軍事評論家=佐藤守のブログ日記

軍事を語らずして日本を語る勿れ

人質事件、シナリオが崩れた?

今朝のニュースは【イスラム国が後藤さんを殺害した映像】が流れたことに集中した。
産経は≪警察当局は1日早朝、イスラムスンニ派過激組織「イスラム国」に拘束されていた後藤健二さんを殺害したとみられる映像が公開されたことを受けた関係閣僚会議で「本人であるという信憑性が高い」と報告した。中谷元・防衛相が首相官邸で記者団に明らかにした。…≫と流した程度で、TV各社もそこそこ首相談話などを報じたが、その後は平常番組に戻った。
ところが素早く「報道ステーション」をニュース特番で組んだのはやはりテレ朝だった。
朝日デジタルニュースも、≪過激派組織「イスラム国」による人質事件で、拘束されたフリージャーナリスト後藤健二さん(47)=東京都港区=とみられる男性が殺害される様子の動画が日本時間1日早朝、インターネットに公開された。

≪後藤さんとみられる映像、朝日デジタルから≫

新たに公開された動画の題名は「日本政府へのメッセージ」。後藤さんとみられる男性がひざまずき、横にはナイフを持った黒ずくめの男が立っている。男が英語で、日本が「イスラム国」と戦う連合に参加したことを理由に後藤さんを殺害するなどと語り、最後に「日本にとっての悪夢を始めよう」と言って、後藤さんの首にナイフを突きつける場面で映像が暗転。その後、男性の遺体が映し出される。

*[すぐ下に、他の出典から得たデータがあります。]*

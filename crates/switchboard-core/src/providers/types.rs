//! Provider-agnostic generation types

use async_trait::async_trait;

use crate::error::Result;

/// What kind of output the caller wants from the model
#[derive(Debug, Clone, Copy, PartialEq, Eq)]
pub enum ResponseKind {
    Text,
    Image,
}

impl std::fmt::Display for ResponseKind {
    fn fmt(&self, f: &mut std::fmt::Formatter<'_>) -> std::fmt::Result {
        match self {
            Self::Text => write!(f, "text"),
            Self::Image => write!(f, "image"),
        }
    }
}

/// A single content block returned by the model
#[derive(Debug, Clone, PartialEq, Eq)]
pub enum GeneratedBlock {
    Text(String),
    Image { mime_type: String, data: Vec<u8> },
}

/// Ordered content blocks of one generation
#[derive(Debug, Clone, Default, PartialEq, Eq)]
pub struct Generated {
    pub blocks: Vec<GeneratedBlock>,
}

impl Generated {
    pub fn text(text: impl Into<String>) -> Self {
        Self {
            blocks: vec![GeneratedBlock::Text(text.into())],
        }
    }

    pub fn image(mime_type: impl Into<String>, data: Vec<u8>) -> Self {
        Self {
            blocks: vec![GeneratedBlock::Image {
                mime_type: mime_type.into(),
                data,
            }],
        }
    }

    /// All text blocks concatenated in order
    pub fn joined_text(&self) -> String {
        self.blocks
            .iter()
            .filter_map(|b| match b {
                GeneratedBlock::Text(t) => Some(t.as_str()),
                GeneratedBlock::Image { .. } => None,
            })
            .collect()
    }

    pub fn first(&self) -> Option<&GeneratedBlock> {
        self.blocks.first()
    }

    pub fn is_empty(&self) -> bool {
        self.blocks.is_empty()
    }
}

/// The generative-model capability used by the router and the specialists
#[async_trait]
pub trait Generator: Send + Sync {
    /// Human-readable provider name (e.g. "google")
    fn provider_name(&self) -> &str;

    /// Model identifier (e.g. "gemini-2.0-flash")
    fn model(&self) -> &str;

    /// Generate content for a prompt
    async fn generate(&self, prompt: &str, kind: ResponseKind) -> Result<Generated>;
}

#[cfg(test)]
mod tests {
    use super::*;

    #[test]
    fn test_response_kind_display() {
        assert_eq!(ResponseKind::Text.to_string(), "text");
        assert_eq!(ResponseKind::Image.to_string(), "image");
    }

    #[test]
    fn test_joined_text_skips_images() {
        let generated = Generated {
            blocks: vec![
                GeneratedBlock::Text("Hello, ".to_string()),
                GeneratedBlock::Image {
                    mime_type: "image/png".to_string(),
                    data: vec![1, 2, 3],
                },
                GeneratedBlock::Text("world".to_string()),
            ],
        };
        assert_eq!(generated.joined_text(), "Hello, world");
    }

    #[test]
    fn test_first_block() {
        let generated = Generated::image("image/png", vec![9]);
        assert!(matches!(generated.first(), Some(GeneratedBlock::Image { .. })));
        assert!(Generated::default().first().is_none());
        assert!(Generated::default().is_empty());
    }
}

映像の左上には、「イスラム国」のメディア部門のロゴが映し出されていた。

菅義偉官房長官は1日午前6時に首相官邸で記者会見を開き、「このような非道かつ卑劣きわまりないテロ行為が再び行われたことに、一層激しい憤りを禁じ得ない」と述べ、関係省庁に情報収集などの対応を指示したと述べた。

安倍晋三首相は首相官邸で「テロリストたちを決して許さない。罪を償わせるために国際社会と連携していく」と語った。

後藤さんは昨年10月、トルコ経由でシリアに向かい、「イスラム国」の支配地域に入ったとみられ、その後、連絡が取れなくなっていた。

1月20日に公開された映像では、後藤さんと会社経営者湯川遥菜さん(42)=千葉市=が人質になっている様子が確認された。黒ずくめの男が日本政府に対し、72時間以内に身代金2億ドル(約236億円)を支払わなければ殺害すると警告。同24日深夜には男性の遺体の写真を持つ後藤さんの画像が公開された。「イスラム国」側は、遺体を「湯川さんだ」と説明、後藤さん解放の条件を変更し、2005年にヨルダンで起きた爆破事件に関与した女性死刑囚の釈放を求めた。

27日深夜には、改めて女性死刑囚を24時間以内に釈放するよう求める内容がネット上に投稿された。29日にも、イラク時間の同日日没(日本時間同日午後11時半ごろ)までに釈放を用意するよう要求する音声が公開されていた。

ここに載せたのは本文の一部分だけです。